_Your objective_
Among the entries below, find the line with "pub fn correlation(a: &[f64], b: &[f64])", then quote it and each following line up to and including the line with "for (&x, &y) in a.iter().zip(b)", and nothing else.

_Supplied information_
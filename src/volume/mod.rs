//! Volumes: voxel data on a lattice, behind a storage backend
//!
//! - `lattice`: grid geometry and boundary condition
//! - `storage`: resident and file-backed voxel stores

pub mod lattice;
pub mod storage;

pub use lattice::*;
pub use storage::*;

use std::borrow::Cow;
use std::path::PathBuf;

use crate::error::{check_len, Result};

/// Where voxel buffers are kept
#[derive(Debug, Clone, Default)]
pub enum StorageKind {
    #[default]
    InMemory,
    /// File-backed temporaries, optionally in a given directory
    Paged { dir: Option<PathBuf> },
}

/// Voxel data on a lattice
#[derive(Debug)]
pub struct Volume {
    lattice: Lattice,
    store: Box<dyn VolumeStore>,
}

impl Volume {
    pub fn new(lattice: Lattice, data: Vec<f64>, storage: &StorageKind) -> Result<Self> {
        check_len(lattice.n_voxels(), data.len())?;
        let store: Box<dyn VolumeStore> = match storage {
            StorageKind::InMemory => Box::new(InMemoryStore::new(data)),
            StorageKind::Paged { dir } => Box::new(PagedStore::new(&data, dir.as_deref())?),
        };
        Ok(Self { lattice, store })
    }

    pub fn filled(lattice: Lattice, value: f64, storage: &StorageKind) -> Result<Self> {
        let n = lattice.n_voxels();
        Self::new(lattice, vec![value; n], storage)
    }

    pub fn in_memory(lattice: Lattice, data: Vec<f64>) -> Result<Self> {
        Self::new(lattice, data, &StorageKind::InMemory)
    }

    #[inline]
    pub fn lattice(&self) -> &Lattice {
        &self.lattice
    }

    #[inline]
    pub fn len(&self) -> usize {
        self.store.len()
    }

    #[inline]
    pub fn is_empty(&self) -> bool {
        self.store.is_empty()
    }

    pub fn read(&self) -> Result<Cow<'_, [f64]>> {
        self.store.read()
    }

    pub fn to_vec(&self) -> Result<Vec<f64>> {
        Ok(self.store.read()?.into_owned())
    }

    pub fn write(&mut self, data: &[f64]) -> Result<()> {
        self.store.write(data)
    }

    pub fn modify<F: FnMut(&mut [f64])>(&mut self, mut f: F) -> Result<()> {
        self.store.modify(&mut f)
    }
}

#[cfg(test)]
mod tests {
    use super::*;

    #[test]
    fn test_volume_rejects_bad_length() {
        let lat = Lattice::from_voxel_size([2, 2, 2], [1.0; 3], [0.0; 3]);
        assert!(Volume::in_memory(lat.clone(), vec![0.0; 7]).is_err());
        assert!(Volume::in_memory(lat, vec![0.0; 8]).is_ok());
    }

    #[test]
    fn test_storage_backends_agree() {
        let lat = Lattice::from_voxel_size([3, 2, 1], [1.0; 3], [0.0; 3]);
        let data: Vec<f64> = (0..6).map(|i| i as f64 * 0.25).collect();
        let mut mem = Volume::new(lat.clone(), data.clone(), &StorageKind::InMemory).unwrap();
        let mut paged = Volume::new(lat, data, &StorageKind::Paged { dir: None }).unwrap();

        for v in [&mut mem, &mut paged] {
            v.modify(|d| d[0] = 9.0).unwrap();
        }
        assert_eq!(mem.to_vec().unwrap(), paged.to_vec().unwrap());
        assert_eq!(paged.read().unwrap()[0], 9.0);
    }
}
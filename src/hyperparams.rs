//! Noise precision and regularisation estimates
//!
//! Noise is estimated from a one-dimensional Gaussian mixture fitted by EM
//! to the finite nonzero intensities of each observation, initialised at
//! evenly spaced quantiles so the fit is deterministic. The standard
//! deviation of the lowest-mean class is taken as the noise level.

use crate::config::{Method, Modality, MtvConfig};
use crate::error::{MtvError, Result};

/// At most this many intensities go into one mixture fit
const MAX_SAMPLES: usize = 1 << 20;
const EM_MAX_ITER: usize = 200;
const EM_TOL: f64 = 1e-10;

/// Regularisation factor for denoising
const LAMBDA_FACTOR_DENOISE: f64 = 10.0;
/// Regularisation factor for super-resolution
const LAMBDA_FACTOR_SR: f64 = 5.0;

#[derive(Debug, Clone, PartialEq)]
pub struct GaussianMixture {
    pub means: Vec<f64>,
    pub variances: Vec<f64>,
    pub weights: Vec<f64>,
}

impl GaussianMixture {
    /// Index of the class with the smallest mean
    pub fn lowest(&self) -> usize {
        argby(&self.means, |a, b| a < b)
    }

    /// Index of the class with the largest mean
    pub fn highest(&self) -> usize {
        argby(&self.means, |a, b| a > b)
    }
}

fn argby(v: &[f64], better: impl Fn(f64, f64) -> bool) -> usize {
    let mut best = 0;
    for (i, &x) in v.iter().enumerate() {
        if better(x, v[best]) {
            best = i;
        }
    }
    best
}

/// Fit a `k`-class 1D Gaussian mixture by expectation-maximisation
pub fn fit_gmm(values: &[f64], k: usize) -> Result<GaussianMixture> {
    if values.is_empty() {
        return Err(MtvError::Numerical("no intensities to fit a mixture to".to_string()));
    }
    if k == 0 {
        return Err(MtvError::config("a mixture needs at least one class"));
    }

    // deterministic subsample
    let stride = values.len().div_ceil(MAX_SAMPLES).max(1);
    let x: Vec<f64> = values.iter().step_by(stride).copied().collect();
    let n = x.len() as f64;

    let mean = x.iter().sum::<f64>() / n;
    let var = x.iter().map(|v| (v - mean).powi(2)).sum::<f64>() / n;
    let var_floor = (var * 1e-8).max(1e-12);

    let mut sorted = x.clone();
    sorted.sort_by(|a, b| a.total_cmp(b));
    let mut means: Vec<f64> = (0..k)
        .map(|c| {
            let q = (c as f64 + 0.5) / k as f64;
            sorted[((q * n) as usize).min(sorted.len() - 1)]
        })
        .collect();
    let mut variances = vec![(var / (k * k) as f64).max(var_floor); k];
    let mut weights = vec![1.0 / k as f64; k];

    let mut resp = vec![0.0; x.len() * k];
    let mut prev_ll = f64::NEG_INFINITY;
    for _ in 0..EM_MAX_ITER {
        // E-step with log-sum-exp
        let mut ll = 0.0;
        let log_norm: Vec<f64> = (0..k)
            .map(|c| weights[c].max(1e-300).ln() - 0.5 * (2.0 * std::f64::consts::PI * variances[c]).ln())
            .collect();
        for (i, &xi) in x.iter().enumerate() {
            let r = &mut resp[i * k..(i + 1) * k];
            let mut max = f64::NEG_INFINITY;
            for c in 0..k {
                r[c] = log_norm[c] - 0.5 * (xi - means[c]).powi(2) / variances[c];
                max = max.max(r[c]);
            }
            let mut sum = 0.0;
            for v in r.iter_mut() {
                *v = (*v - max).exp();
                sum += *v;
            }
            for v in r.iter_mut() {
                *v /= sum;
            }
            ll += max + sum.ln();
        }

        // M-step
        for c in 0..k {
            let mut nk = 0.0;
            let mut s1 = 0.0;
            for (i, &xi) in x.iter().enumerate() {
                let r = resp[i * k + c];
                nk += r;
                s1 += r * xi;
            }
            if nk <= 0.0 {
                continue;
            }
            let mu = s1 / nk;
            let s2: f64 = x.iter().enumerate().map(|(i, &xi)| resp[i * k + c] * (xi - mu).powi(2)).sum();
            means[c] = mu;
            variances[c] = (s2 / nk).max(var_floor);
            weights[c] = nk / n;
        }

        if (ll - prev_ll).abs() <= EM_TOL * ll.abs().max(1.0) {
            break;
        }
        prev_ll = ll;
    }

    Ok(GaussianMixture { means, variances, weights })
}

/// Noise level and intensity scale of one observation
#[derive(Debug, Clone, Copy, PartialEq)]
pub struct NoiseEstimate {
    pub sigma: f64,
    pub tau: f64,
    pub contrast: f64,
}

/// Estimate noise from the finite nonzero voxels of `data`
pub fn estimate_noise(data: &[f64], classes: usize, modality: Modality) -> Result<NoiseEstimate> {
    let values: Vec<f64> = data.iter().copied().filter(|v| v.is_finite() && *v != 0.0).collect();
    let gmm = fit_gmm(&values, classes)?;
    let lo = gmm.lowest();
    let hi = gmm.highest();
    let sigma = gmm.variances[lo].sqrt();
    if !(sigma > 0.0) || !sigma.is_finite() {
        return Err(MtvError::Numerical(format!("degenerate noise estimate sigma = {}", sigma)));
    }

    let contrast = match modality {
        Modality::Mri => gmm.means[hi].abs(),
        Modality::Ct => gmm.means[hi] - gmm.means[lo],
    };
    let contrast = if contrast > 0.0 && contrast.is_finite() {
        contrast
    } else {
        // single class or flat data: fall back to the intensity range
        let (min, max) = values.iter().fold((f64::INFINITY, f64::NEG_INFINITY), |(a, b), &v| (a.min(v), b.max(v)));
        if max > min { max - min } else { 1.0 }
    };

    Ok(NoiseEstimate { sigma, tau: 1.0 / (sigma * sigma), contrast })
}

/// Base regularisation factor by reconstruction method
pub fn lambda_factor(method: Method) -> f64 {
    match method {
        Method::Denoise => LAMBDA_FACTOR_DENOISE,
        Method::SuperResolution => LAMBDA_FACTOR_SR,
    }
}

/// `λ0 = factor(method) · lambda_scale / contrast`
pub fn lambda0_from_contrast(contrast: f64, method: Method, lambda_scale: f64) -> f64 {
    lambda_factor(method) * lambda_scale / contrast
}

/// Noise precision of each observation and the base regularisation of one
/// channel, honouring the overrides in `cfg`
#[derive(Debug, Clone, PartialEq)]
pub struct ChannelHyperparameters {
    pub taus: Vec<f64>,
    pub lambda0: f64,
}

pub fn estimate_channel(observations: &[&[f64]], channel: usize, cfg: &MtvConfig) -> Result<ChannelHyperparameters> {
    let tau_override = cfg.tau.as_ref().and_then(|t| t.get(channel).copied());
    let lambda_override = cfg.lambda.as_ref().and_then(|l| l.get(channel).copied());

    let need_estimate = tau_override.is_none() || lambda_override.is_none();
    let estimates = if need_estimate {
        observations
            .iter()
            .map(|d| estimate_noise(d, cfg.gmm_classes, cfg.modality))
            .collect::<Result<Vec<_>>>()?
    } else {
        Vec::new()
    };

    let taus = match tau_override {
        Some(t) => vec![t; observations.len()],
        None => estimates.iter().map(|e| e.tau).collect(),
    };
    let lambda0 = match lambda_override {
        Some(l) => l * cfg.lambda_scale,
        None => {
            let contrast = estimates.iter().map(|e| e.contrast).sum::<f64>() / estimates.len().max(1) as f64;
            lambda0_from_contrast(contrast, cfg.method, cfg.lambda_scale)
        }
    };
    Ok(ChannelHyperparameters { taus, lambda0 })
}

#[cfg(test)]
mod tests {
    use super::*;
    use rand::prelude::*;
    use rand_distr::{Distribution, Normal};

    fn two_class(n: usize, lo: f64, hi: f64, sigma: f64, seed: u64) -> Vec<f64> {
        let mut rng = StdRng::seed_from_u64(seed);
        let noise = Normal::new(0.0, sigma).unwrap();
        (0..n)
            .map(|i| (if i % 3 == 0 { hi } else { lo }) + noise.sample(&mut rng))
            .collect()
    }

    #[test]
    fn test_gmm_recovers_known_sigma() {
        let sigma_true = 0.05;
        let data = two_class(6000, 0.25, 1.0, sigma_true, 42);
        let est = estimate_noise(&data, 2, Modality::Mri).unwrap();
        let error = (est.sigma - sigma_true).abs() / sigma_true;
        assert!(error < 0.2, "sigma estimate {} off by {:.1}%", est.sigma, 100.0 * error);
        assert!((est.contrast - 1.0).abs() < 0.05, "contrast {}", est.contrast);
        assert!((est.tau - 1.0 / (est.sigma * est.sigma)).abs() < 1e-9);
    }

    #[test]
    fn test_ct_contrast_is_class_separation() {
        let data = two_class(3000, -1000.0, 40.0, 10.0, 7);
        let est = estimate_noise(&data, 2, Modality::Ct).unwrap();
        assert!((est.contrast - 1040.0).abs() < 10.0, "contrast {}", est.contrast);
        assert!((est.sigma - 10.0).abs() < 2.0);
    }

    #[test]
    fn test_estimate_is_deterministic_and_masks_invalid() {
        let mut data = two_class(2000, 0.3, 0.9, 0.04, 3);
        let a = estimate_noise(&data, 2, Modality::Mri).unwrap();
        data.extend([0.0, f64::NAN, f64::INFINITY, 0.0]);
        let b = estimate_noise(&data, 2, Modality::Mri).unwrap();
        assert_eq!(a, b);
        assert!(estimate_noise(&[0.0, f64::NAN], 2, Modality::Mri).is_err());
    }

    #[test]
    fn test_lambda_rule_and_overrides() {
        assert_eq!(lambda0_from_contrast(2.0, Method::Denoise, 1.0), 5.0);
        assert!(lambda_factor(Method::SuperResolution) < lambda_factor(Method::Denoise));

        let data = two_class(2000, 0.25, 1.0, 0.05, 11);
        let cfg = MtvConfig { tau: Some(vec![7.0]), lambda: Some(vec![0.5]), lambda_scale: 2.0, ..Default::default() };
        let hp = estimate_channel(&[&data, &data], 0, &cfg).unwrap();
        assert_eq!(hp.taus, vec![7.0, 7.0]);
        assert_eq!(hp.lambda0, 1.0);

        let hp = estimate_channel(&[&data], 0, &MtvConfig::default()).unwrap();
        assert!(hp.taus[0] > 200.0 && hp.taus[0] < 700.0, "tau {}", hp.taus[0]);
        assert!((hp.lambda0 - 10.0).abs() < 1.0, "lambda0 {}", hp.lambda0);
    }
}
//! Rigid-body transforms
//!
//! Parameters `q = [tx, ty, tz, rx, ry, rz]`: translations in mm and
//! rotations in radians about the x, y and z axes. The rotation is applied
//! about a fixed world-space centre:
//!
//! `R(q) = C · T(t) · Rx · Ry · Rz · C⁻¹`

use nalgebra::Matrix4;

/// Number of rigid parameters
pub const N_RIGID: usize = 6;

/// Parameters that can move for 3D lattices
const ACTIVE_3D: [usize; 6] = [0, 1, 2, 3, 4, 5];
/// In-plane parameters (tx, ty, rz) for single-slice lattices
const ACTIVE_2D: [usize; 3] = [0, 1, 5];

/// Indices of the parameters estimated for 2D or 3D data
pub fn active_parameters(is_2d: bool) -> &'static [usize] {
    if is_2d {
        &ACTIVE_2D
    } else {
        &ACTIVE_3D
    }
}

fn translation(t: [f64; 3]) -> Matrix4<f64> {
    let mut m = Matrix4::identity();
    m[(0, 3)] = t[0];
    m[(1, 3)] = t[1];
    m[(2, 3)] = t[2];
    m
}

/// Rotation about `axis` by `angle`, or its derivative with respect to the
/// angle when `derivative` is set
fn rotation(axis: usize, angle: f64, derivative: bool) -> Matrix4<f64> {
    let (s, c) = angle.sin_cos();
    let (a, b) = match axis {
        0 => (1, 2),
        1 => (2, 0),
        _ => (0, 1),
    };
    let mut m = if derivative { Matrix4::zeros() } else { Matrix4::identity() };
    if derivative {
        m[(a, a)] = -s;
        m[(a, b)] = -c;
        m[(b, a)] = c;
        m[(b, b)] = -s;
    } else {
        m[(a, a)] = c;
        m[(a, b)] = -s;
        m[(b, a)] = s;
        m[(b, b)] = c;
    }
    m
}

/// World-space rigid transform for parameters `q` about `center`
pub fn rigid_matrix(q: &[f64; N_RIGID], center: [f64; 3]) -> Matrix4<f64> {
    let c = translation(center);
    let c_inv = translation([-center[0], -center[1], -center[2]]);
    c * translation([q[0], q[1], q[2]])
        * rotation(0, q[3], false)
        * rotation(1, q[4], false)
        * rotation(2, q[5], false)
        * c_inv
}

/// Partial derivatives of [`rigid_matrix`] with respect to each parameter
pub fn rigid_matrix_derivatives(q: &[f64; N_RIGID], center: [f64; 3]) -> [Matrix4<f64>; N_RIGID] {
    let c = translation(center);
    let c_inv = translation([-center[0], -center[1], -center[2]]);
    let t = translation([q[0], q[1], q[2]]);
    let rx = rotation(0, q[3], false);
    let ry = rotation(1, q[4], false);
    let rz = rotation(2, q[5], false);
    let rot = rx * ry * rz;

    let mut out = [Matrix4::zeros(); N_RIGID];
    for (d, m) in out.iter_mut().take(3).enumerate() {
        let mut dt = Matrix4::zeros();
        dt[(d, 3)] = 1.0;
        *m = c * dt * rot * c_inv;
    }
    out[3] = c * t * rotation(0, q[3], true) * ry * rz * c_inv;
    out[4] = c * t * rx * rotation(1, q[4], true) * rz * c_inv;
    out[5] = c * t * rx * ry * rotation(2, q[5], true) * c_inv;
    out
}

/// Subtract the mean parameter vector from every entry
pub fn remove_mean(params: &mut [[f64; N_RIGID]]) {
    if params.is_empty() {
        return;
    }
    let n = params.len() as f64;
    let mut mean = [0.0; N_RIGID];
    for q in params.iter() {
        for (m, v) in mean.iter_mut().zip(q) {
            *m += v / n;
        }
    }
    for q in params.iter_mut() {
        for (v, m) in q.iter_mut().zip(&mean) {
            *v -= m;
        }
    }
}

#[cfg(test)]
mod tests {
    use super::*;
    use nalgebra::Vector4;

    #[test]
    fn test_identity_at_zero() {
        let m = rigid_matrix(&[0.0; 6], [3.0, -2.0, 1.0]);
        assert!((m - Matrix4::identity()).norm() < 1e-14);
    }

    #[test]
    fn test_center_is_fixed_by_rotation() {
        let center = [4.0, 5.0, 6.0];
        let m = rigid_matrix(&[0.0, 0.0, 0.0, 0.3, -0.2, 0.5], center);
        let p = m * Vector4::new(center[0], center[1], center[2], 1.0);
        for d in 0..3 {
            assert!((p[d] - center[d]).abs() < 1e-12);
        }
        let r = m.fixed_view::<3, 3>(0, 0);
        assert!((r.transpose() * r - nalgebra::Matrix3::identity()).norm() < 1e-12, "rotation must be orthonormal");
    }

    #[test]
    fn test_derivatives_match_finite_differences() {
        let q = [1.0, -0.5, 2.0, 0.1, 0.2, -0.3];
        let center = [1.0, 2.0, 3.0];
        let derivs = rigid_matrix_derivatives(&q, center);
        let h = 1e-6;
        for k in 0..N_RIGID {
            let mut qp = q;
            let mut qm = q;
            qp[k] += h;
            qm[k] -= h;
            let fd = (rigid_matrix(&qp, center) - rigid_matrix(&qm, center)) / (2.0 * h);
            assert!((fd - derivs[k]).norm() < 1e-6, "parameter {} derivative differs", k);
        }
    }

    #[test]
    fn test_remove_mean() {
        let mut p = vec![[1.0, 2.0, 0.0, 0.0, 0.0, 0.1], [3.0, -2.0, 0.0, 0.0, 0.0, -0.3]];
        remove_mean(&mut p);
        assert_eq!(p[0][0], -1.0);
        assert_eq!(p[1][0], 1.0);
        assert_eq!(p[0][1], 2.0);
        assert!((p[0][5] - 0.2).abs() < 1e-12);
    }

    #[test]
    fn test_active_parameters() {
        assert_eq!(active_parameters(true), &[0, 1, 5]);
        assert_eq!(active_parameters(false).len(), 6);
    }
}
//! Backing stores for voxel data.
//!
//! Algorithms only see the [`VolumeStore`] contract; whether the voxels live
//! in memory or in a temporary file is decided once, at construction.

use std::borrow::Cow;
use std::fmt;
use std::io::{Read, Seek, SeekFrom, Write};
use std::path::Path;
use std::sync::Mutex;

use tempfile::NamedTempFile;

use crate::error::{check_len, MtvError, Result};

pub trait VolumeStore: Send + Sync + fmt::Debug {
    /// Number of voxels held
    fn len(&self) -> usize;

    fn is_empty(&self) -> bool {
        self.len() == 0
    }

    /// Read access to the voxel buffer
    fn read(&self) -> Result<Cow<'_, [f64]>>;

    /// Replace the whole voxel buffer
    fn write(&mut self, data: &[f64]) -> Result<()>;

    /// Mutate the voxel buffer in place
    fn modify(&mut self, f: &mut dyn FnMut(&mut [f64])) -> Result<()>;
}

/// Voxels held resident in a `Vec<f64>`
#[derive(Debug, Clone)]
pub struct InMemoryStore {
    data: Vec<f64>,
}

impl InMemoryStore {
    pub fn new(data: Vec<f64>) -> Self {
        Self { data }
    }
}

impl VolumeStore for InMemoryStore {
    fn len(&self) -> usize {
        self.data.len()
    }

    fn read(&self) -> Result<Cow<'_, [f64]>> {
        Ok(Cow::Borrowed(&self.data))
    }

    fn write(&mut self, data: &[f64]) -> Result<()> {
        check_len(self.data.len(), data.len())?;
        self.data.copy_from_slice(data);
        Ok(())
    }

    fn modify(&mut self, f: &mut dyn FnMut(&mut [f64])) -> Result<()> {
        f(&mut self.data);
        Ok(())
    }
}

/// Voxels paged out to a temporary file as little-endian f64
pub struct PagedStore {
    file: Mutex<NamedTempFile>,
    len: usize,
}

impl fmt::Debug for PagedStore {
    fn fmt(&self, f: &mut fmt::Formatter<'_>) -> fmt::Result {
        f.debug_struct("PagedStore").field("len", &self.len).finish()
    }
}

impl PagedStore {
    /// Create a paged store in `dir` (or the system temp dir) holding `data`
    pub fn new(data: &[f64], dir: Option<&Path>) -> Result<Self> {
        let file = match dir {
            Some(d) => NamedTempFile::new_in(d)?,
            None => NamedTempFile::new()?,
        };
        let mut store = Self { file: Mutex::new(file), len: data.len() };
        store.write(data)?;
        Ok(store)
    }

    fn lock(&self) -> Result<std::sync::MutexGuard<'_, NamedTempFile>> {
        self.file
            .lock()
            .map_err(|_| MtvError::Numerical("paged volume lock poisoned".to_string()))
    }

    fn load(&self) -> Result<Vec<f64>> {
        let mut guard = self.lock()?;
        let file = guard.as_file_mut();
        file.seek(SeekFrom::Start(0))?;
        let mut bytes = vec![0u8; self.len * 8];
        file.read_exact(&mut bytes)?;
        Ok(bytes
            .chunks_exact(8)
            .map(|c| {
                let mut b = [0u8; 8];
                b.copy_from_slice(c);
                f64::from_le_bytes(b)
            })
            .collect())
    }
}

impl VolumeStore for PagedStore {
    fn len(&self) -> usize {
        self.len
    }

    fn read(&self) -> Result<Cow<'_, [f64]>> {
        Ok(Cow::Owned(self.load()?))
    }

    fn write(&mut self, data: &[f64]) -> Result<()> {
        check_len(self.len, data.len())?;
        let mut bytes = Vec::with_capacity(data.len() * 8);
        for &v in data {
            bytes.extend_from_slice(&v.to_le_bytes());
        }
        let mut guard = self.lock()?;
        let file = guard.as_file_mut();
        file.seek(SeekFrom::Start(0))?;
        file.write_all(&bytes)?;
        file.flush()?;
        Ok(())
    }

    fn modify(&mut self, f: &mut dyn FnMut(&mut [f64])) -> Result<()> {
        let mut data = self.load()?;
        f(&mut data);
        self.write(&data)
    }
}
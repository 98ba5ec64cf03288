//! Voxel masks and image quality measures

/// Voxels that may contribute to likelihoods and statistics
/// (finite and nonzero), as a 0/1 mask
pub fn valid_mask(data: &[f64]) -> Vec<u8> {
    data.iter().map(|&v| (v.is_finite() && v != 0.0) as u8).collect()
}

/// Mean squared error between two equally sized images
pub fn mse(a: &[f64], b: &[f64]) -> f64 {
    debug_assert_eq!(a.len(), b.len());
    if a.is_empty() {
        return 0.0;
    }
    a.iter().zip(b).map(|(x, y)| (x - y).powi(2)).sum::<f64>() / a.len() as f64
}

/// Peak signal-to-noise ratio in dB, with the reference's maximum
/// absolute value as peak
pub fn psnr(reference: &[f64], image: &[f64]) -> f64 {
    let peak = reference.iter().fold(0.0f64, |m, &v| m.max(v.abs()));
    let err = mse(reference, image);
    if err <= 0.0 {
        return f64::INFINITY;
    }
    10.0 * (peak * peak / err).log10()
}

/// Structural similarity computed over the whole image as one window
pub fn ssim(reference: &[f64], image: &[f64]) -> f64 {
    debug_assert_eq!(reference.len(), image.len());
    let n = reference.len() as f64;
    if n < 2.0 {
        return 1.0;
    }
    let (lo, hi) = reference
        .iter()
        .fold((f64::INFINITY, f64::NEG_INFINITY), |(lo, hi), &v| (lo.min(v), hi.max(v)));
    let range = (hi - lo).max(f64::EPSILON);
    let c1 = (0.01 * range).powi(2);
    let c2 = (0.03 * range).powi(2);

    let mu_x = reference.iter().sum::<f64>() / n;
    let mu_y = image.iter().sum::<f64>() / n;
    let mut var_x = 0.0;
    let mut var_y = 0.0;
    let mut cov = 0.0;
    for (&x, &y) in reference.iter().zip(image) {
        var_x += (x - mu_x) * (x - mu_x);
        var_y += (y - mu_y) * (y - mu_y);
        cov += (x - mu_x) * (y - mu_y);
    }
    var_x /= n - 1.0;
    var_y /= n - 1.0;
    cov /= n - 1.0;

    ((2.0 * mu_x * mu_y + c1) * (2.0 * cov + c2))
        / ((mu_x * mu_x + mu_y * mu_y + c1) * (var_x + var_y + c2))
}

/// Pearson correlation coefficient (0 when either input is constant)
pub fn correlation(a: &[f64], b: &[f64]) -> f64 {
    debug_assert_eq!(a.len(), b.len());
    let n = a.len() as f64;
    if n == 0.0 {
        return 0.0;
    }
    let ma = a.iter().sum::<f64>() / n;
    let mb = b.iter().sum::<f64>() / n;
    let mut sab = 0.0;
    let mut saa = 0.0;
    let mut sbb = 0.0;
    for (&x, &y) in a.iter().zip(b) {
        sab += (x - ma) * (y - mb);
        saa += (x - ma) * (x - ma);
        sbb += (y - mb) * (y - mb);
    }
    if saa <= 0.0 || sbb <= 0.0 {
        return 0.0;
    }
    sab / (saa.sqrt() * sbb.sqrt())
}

_Solution to the problem_
pub fn correlation(a: &[f64], b: &[f64]) -> f64 {
    debug_assert_eq!(a.len(), b.len());
    let n = a.len() as f64;
    if n == 0.0 {
        return 0.0;
    }
    let ma = a.iter().sum::<f64>() / n;
    let mb = b.iter().sum::<f64>() / n;
    let mut sab = 0.0;
    let mut saa = 0.0;
    let mut sbb = 0.0;
    for (&x, &y) in a.iter().zip(b) {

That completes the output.